Parents want Cabinet to bring kids home after custodial placements in benefits scandal
It is not enough that the government wants to "improve" the situation of families where a child was removed from their home during the benefits scandal. That said Arre Zuurmond, chairman of the panel of victimized parents who advise the Cabinet. The Tweede Kamer, the lower house of the Dutch parliament, will debate on Thursday with Prime Minister Mark Rutte and other MInisters about the over a thousand children in the scandal who were placed out of their parental homes.
According to the panel, the Cabinet must strive to bring parent and child back together where possible. "This is just not good enough," said Zuurmond about Frank Weerwind's (Legal Protection) current ambition. "It shouldn't have happened, and we need to see where we can fix it now."
Zuurmond suggests going to court again on several cases. "They say: we cannot undo it because the judge has decided this way." But there is now more information about these cases, the panel's chairman emphasized. So a judge could reconsider.
Zuurmond acknowledged that the financial problems resulting from the government's derailed fraud hunt were not the only reason for all custodial placements. "But it may have been the push." This also means that there are families for whom custodial placement would not have happened without the childcare allowance affair, he said.
The parent panel also hopes that Thursday's debate will focus on the problems that many parents still encounter, including those whose children were placed out of their homes. "Formal parties" like the Council of State, the Dutch Data Protection Authority, and the Court of Audit, are blocking parents who want financial compensation and, for example, psychological recovery, according to the parent panel.
According to Zuurmond, these bodies adhere to strict rules. "For parents, it's like playing football on a field where you are knee-deep in mud," said the panel chairman.
On Thursday, the Cabinet will face an extremely critical Tweede Kamer about the children removed from their homes in the childcare allowance affair. Prime Minister Mark Rutte will attend the debate at the Kamer's insistence. Minister Weerwind (Legal Protection) and State Secretaries Aukje de Vries (Allowances) and Maarten van Ooijen (Youth Care) will also be thre.
On Wednesday, Statistics Netherlands announced that 1,675 children whose parents were victims of the benefits scandal were placed out of their homes between 2015 and 2021. The actual number may be higher, according to the stats office. At the end of 2021, 555 of the children placed out of their homes were still not back with their parents or guardians.
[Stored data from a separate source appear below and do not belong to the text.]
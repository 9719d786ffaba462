//! Client-side request lifecycle manager
//!
//! Wraps each outbound HTTP call in an `Operation` handle with event-style
//! subscriptions (next, error, cancel, complete), and keeps a `Pool` of
//! in-flight operations with timeout eviction and bulk cancellation.
//!
//! Operation lifecycle:
//! 1. Caller invokes `Pool::get/post/put/delete` → defaults merged, call issued
//! 2. Pool arms a timeout trigger and tracks the operation under its token id
//! 3. Operation settles once: success, error, or cancellation (caller or timeout)
//! 4. Subscribers receive the matching terminal event, then completion
//! 5. Completion disarms the trigger and drops the pool's tracking entry
//!
//! Subscribers registered after settlement get the stored outcome replayed
//! synchronously.

pub mod cancel;
pub mod config;
pub mod decode;
pub mod error;
pub mod metrics;
pub mod operation;
pub mod pool;
pub mod timeout;
pub mod transport;

#[cfg(test)]
mod testing;

pub use cancel::CancelToken;
pub use config::{HeaderEntry, PoolConfig};
pub use decode::{ContentDecoder, Decoder, Payload, Response};
pub use error::{Error, Result};
pub use operation::{Observer, Operation, Status, Subscription};
pub use pool::{Defaults, Pool, RequestBody};
pub use timeout::TimeoutGuard;
pub use transport::{Exchange, HttpTransport, Request, Transport};
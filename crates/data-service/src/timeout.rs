//! Deferred cancellation trigger
//!
//! Each tracked operation gets one trigger that cancels it once the deadline
//! passes. Settlement disarms the trigger; a trigger that has already fired
//! goes through the same cancellation path as a caller-initiated `cancel()`.

use std::time::Duration;

use tokio::task::JoinHandle;
use tracing::debug;

use crate::operation::Operation;

#[derive(Debug)]
pub struct TimeoutGuard {
    handle: JoinHandle<()>,
}

impl TimeoutGuard {
    /// Spawn a trigger that cancels `operation` after `after`.
    ///
    /// A zero duration fires on the next scheduler turn.
    pub fn arm(operation: Operation, after: Duration) -> Self {
        let handle = tokio::spawn(async move {
            tokio::time::sleep(after).await;
            if !operation.is_settled() {
                debug!(
                    operation_id = %operation.id(),
                    timeout_ms = after.as_millis() as u64,
                    "operation timed out, cancelling"
                );
            }
            operation.cancel();
        });
        Self { handle }
    }

    /// Stop the trigger. No-op if it already fired or was disarmed.
    pub fn disarm(&self) {
        self.handle.abort();
    }

    pub fn is_finished(&self) -> bool {
        self.handle.is_finished()
    }
}
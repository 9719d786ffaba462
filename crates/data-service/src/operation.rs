//! Operation handle: one outbound call and its subscribers
//!
//! The call is issued the moment the handle is built. It settles exactly once
//! with one of three outcomes, and each outcome is delivered to its own
//! subscriber channel followed by the completion channel:
//!
//! - Success → `next` subscribers, then `complete(false)`
//! - Failure → `error` subscribers, then `complete(false)`
//! - Cancelled → `cancel` subscribers, then `complete(true)`
//!
//! Phases:
//! - Pending: subscriptions are queued
//! - Settled: the outcome is fixed and the queue has been handed to the
//!   settling task; any later subscription, including one made from inside a
//!   callback or while the queue is still being delivered, replays the stored
//!   outcome synchronously
//!
//! The state lock is never held while a callback runs.

use std::fmt;
use std::future::Future;
use std::sync::atomic::{AtomicU64, Ordering};
use std::sync::{Arc, Mutex, MutexGuard};
use std::time::Instant;

use reqwest::Method;
use tracing::{debug, info, warn};
use uuid::Uuid;

use crate::cancel::CancelToken;
use crate::decode::{Decoder, Response};
use crate::error::{Error, Result};
use crate::metrics;
use crate::transport::{Exchange, Request, Transport};

type NextFn = Box<dyn FnOnce(&Response) + Send>;
type ErrorFn = Box<dyn FnOnce(&Error) + Send>;
type CancelFn = Box<dyn FnOnce() + Send>;
type CompleteFn = Box<dyn FnOnce(bool) + Send>;

/// Terminal outcome of an operation. Immutable once set.
#[derive(Clone)]
enum Outcome {
    Success(Arc<Response>),
    Failure(Arc<Error>),
    Cancelled,
}

impl Outcome {
    fn status(&self) -> Status {
        match self {
            Outcome::Success(_) => Status::Succeeded,
            Outcome::Failure(_) => Status::Failed,
            Outcome::Cancelled => Status::Cancelled,
        }
    }
}

/// Externally visible lifecycle status.
#[derive(Debug, Clone, Copy, PartialEq, Eq)]
pub enum Status {
    Pending,
    Succeeded,
    Failed,
    Cancelled,
}

impl Status {
    /// Status label for logging and metrics.
    pub fn label(&self) -> &'static str {
        match self {
            Status::Pending => "pending",
            Status::Succeeded => "succeeded",
            Status::Failed => "failed",
            Status::Cancelled => "cancelled",
        }
    }
}

enum Phase {
    Pending,
    Settled(Outcome),
}

/// A bundle of callbacks, at most one per category.
///
/// ```ignore
/// let subscription = operation.subscribe(
///     Observer::new()
///         .on_next(|resp| println!("{}", resp.status))
///         .on_complete(|cancelled| println!("done, cancelled={cancelled}")),
/// );
/// ```
#[derive(Default)]
pub struct Observer {
    next: Option<NextFn>,
    error: Option<ErrorFn>,
    cancel: Option<CancelFn>,
    complete: Option<CompleteFn>,
}

impl Observer {
    pub fn new() -> Self {
        Self::default()
    }

    pub fn on_next(mut self, f: impl FnOnce(&Response) + Send + 'static) -> Self {
        self.next = Some(Box::new(f));
        self
    }

    pub fn on_error(mut self, f: impl FnOnce(&Error) + Send + 'static) -> Self {
        self.error = Some(Box::new(f));
        self
    }

    pub fn on_cancel(mut self, f: impl FnOnce() + Send + 'static) -> Self {
        self.cancel = Some(Box::new(f));
        self
    }

    pub fn on_complete(mut self, f: impl FnOnce(bool) + Send + 'static) -> Self {
        self.complete = Some(Box::new(f));
        self
    }
}

/// Ordered subscriber lists, tagged with the owning subscription id.
#[derive(Default)]
struct Subscribers {
    next: Vec<(u64, NextFn)>,
    error: Vec<(u64, ErrorFn)>,
    cancel: Vec<(u64, CancelFn)>,
    complete: Vec<(u64, CompleteFn)>,
}

impl Subscribers {
    fn push(&mut self, id: u64, observer: Observer) {
        if let Some(f) = observer.next {
            self.next.push((id, f));
        }
        if let Some(f) = observer.error {
            self.error.push((id, f));
        }
        if let Some(f) = observer.cancel {
            self.cancel.push((id, f));
        }
        if let Some(f) = observer.complete {
            self.complete.push((id, f));
        }
    }

    fn remove(&mut self, id: u64) {
        self.next.retain(|(owner, _)| *owner != id);
        self.error.retain(|(owner, _)| *owner != id);
        self.cancel.retain(|(owner, _)| *owner != id);
        self.complete.retain(|(owner, _)| *owner != id);
    }

    fn is_empty(&self) -> bool {
        self.next.is_empty()
            && self.error.is_empty()
            && self.cancel.is_empty()
            && self.complete.is_empty()
    }

    fn from_observer(id: u64, observer: Observer) -> Self {
        let mut subscribers = Self::default();
        subscribers.push(id, observer);
        subscribers
    }

    /// Invoke the terminal category matching `outcome`, then completion.
    /// Callbacks for categories that did not occur are dropped unfired.
    fn deliver(self, outcome: &Outcome) {
        match outcome {
            Outcome::Success(response) => {
                for (_, f) in self.next {
                    f(response);
                }
            }
            Outcome::Failure(error) => {
                for (_, f) in self.error {
                    f(error);
                }
            }
            Outcome::Cancelled => {
                for (_, f) in self.cancel {
                    f();
                }
            }
        }
        let cancelled = matches!(outcome, Outcome::Cancelled);
        for (_, f) in self.complete {
            f(cancelled);
        }
    }
}

struct State {
    phase: Phase,
    subscribers: Subscribers,
}

struct Shared {
    token: CancelToken,
    method: Method,
    url: String,
    state: Mutex<State>,
    next_subscription: AtomicU64,
}

impl Shared {
    fn lock(&self) -> MutexGuard<'_, State> {
        // Callbacks never run under the lock, so poisoning cannot leave the state torn.
        self.state.lock().unwrap_or_else(|e| e.into_inner())
    }

    fn subscribe(&self, id: u64, observer: Observer) {
        let outcome = {
            let mut state = self.lock();
            let settled = match &state.phase {
                Phase::Settled(outcome) => Some(outcome.clone()),
                Phase::Pending => None,
            };
            match settled {
                Some(outcome) => outcome,
                None => {
                    state.subscribers.push(id, observer);
                    return;
                }
            }
        };
        Subscribers::from_observer(id, observer).deliver(&outcome);
    }

    /// Fix the outcome and notify every queued subscriber exactly once.
    ///
    /// The queue is taken in the same critical section that fixes the outcome,
    /// so nothing can be queued after it and missed.
    fn settle(&self, outcome: Outcome) {
        let queued = {
            let mut state = self.lock();
            if !matches!(state.phase, Phase::Pending) {
                warn!(operation_id = %self.token.id(), "operation already settled, ignoring outcome");
                return;
            }
            state.phase = Phase::Settled(outcome.clone());
            std::mem::take(&mut state.subscribers)
        };
        queued.deliver(&outcome);
    }

    fn status(&self) -> Status {
        match &self.lock().phase {
            Phase::Pending => Status::Pending,
            Phase::Settled(outcome) => outcome.status(),
        }
    }
}

/// Handle to one in-flight (or settled) call. Cheap to clone; clones share state.
#[derive(Clone)]
pub struct Operation {
    shared: Arc<Shared>,
}

impl Operation {
    /// Build the handle and issue the call immediately on the tokio runtime.
    ///
    /// Must be called from within a tokio runtime.
    pub fn start(
        request: Request,
        token: CancelToken,
        transport: Arc<dyn Transport>,
        decoder: Arc<dyn Decoder>,
    ) -> Self {
        let method = request.method.clone();
        let url = request.url.clone();
        let call_token = token.clone();
        Self::launch(method, url, token, async move {
            execute(&call_token, request, transport.as_ref(), decoder.as_ref()).await
        })
    }

    /// Build a handle that settles with `error` without touching the network.
    ///
    /// Used when a request cannot be prepared; the failure is still reported
    /// asynchronously through the error channel.
    pub fn reject(method: Method, url: String, token: CancelToken, error: Error) -> Self {
        Self::launch(method, url, token, async move { Err(error) })
    }

    fn launch<F>(method: Method, url: String, token: CancelToken, call: F) -> Self
    where
        F: Future<Output = Result<Response>> + Send + 'static,
    {
        let shared = Arc::new(Shared {
            token,
            method,
            url,
            state: Mutex::new(State {
                phase: Phase::Pending,
                subscribers: Subscribers::default(),
            }),
            next_subscription: AtomicU64::new(0),
        });
        debug!(
            operation_id = %shared.token.id(),
            method = %shared.method,
            url = %shared.url,
            "operation started"
        );

        let task_shared = shared.clone();
        tokio::spawn(async move {
            let started = Instant::now();
            let result = call.await;
            let outcome = classify(result, &task_shared.token);
            let status = outcome.status();
            match &outcome {
                Outcome::Success(response) => info!(
                    operation_id = %task_shared.token.id(),
                    method = %task_shared.method,
                    url = %task_shared.url,
                    status = response.status,
                    outcome = status.label(),
                    "operation settled"
                ),
                Outcome::Failure(error) => warn!(
                    operation_id = %task_shared.token.id(),
                    method = %task_shared.method,
                    url = %task_shared.url,
                    error = %error,
                    outcome = status.label(),
                    "operation settled"
                ),
                Outcome::Cancelled => info!(
                    operation_id = %task_shared.token.id(),
                    method = %task_shared.method,
                    url = %task_shared.url,
                    outcome = status.label(),
                    "operation settled"
                ),
            }
            metrics::record_settlement(
                task_shared.method.as_str(),
                status.label(),
                started.elapsed().as_secs_f64(),
            );
            task_shared.settle(outcome);
        });

        Self { shared }
    }

    /// Identity of this operation (its cancellation token id).
    pub fn id(&self) -> Uuid {
        self.shared.token.id()
    }

    pub fn token(&self) -> &CancelToken {
        &self.shared.token
    }

    pub fn method(&self) -> &Method {
        &self.shared.method
    }

    pub fn url(&self) -> &str {
        &self.shared.url
    }

    pub fn status(&self) -> Status {
        self.shared.status()
    }

    pub fn is_settled(&self) -> bool {
        self.status() != Status::Pending
    }

    /// Request cancellation. Idempotent; settlement still happens asynchronously.
    pub fn cancel(&self) {
        if !self.shared.token.is_cancelled() {
            debug!(operation_id = %self.id(), "cancellation requested");
        }
        self.shared.token.cancel();
    }

    /// Register an observer. Settled operations replay synchronously.
    pub fn subscribe(&self, observer: Observer) -> Subscription {
        let id = self.shared.next_subscription.fetch_add(1, Ordering::Relaxed);
        self.shared.subscribe(id, observer);
        Subscription {
            id,
            shared: self.shared.clone(),
        }
    }

    pub fn on_next(&self, f: impl FnOnce(&Response) + Send + 'static) -> &Self {
        self.subscribe(Observer::new().on_next(f));
        self
    }

    pub fn on_error(&self, f: impl FnOnce(&Error) + Send + 'static) -> &Self {
        self.subscribe(Observer::new().on_error(f));
        self
    }

    pub fn on_cancel(&self, f: impl FnOnce() + Send + 'static) -> &Self {
        self.subscribe(Observer::new().on_cancel(f));
        self
    }

    /// Completion fires once after the terminal category; the flag is true when cancelled.
    pub fn on_complete(&self, f: impl FnOnce(bool) + Send + 'static) -> &Self {
        self.subscribe(Observer::new().on_complete(f));
        self
    }
}

impl fmt::Debug for Operation {
    fn fmt(&self, f: &mut fmt::Formatter<'_>) -> fmt::Result {
        f.debug_struct("Operation")
            .field("id", &self.id())
            .field("method", self.method())
            .field("url", &self.url())
            .field("status", &self.status())
            .finish()
    }
}

/// Capability to withdraw an observer's callbacks before the operation settles.
///
/// Once the outcome is fixed the queued callbacks belong to the settling task,
/// so unsubscribing after that point has no effect.
pub struct Subscription {
    id: u64,
    shared: Arc<Shared>,
}

impl Subscription {
    pub fn unsubscribe(self) {
        self.shared.lock().subscribers.remove(self.id);
    }
}

/// Run the call, racing each suspension point against the token.
async fn execute(
    token: &CancelToken,
    request: Request,
    transport: &dyn Transport,
    decoder: &dyn Decoder,
) -> Result<Response> {
    let exchange = tokio::select! {
        biased;
        _ = token.cancelled() => return Err(Error::Interrupted),
        result = transport.send(request) => result?,
    };
    if token.is_cancelled() {
        return Err(Error::Interrupted);
    }

    let Exchange {
        status,
        headers,
        body,
    } = exchange;
    let bytes = tokio::select! {
        biased;
        _ = token.cancelled() => return Err(Error::Interrupted),
        result = body => result?,
    };
    let data = decoder.decode(status, &headers, bytes)?;
    Ok(Response {
        status,
        headers,
        data,
    })
}

/// A failure counts as cancellation when it is the interruption marker or
/// when the token was triggered before the failure surfaced.
fn classify(result: Result<Response>, token: &CancelToken) -> Outcome {
    match result {
        Ok(response) => Outcome::Success(Arc::new(response)),
        Err(e) if e.is_interruption() || token.is_cancelled() => Outcome::Cancelled,
        Err(e) => Outcome::Failure(Arc::new(e)),
    }
}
A study done ahead of Thursday's debate concluded that Dutch law does not prevent kids from being taken from their homes because of their parents' financial difficulties. In the childcare allowance scandal, youth protection institutions and judges denied that custodial placements happened over financial problems. But the researchers could not rule it out.
On Wednesday, foundation Het Vergeten Kind published a study showing that kids in the youth care system have very little stability after a custodial placement. Three-quarters of them are moved to different homes an average of four times after being taken from their parents. A third said they didn't know they were being moved until a day or even hours before it happened.